**THE TASK**:
When a line in the material contains the word "GoRenderer", copy it.

****************

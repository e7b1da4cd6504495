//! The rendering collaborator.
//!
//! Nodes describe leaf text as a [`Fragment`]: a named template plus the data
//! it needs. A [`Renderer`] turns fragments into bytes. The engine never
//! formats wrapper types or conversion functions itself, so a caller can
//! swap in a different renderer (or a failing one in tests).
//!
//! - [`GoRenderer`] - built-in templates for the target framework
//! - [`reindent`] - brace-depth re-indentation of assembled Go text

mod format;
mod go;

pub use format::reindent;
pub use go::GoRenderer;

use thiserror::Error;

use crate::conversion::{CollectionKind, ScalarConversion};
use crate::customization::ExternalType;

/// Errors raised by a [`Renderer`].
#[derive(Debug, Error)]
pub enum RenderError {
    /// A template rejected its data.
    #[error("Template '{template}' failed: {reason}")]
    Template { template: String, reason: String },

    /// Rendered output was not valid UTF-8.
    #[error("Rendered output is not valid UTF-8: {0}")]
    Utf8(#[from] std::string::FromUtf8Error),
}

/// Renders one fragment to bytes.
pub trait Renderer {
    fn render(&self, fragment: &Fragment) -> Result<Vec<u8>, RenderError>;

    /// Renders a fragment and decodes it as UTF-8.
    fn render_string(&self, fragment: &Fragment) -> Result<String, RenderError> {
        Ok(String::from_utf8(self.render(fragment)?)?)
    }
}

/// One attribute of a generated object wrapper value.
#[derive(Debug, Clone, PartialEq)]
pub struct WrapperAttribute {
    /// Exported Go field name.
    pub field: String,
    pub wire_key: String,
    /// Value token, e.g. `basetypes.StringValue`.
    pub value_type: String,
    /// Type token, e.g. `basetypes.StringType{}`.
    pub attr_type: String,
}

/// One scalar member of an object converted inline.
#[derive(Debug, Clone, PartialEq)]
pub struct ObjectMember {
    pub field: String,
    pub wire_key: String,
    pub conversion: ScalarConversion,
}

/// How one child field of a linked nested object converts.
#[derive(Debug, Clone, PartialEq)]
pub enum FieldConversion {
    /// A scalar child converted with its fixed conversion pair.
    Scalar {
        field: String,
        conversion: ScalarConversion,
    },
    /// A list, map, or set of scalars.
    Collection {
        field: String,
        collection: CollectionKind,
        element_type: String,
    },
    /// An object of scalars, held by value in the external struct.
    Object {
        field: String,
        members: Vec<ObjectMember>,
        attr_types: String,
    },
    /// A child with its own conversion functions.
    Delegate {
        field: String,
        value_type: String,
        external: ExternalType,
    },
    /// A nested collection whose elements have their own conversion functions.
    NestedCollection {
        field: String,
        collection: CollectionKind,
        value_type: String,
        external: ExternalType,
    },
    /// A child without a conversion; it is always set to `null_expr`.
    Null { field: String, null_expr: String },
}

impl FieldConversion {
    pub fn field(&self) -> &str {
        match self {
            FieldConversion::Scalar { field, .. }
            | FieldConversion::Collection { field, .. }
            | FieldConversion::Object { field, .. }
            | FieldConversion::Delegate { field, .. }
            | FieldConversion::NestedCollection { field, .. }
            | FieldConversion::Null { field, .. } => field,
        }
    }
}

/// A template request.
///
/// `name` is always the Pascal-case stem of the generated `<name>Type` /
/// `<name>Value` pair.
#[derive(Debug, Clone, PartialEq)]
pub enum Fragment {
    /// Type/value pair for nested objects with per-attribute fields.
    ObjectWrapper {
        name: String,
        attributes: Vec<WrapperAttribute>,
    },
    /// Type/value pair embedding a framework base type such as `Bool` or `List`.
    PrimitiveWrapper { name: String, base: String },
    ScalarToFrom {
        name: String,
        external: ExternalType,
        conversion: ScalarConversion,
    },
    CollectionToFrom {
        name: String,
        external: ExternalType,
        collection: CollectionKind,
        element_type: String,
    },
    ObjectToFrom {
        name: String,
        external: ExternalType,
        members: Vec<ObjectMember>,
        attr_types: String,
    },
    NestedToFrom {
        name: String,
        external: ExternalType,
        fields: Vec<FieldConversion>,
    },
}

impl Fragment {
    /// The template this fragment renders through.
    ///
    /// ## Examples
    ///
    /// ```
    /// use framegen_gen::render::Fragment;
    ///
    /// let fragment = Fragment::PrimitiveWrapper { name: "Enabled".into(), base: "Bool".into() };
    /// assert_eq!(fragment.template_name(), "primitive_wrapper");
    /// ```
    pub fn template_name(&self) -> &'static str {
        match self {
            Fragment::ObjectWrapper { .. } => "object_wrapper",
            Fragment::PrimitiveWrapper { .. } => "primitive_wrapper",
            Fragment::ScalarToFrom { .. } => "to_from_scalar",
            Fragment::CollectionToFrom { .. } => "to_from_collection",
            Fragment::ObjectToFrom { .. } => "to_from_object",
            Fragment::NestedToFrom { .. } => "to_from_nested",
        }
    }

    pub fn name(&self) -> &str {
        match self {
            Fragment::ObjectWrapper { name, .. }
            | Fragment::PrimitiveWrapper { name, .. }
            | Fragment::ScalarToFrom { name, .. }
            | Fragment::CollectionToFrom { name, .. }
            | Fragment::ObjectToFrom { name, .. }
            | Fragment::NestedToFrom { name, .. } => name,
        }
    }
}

****************

**ANSWER TO THIS EXERCISE**:
//! - [`GoRenderer`] - built-in templates for the target framework
pub use go::GoRenderer;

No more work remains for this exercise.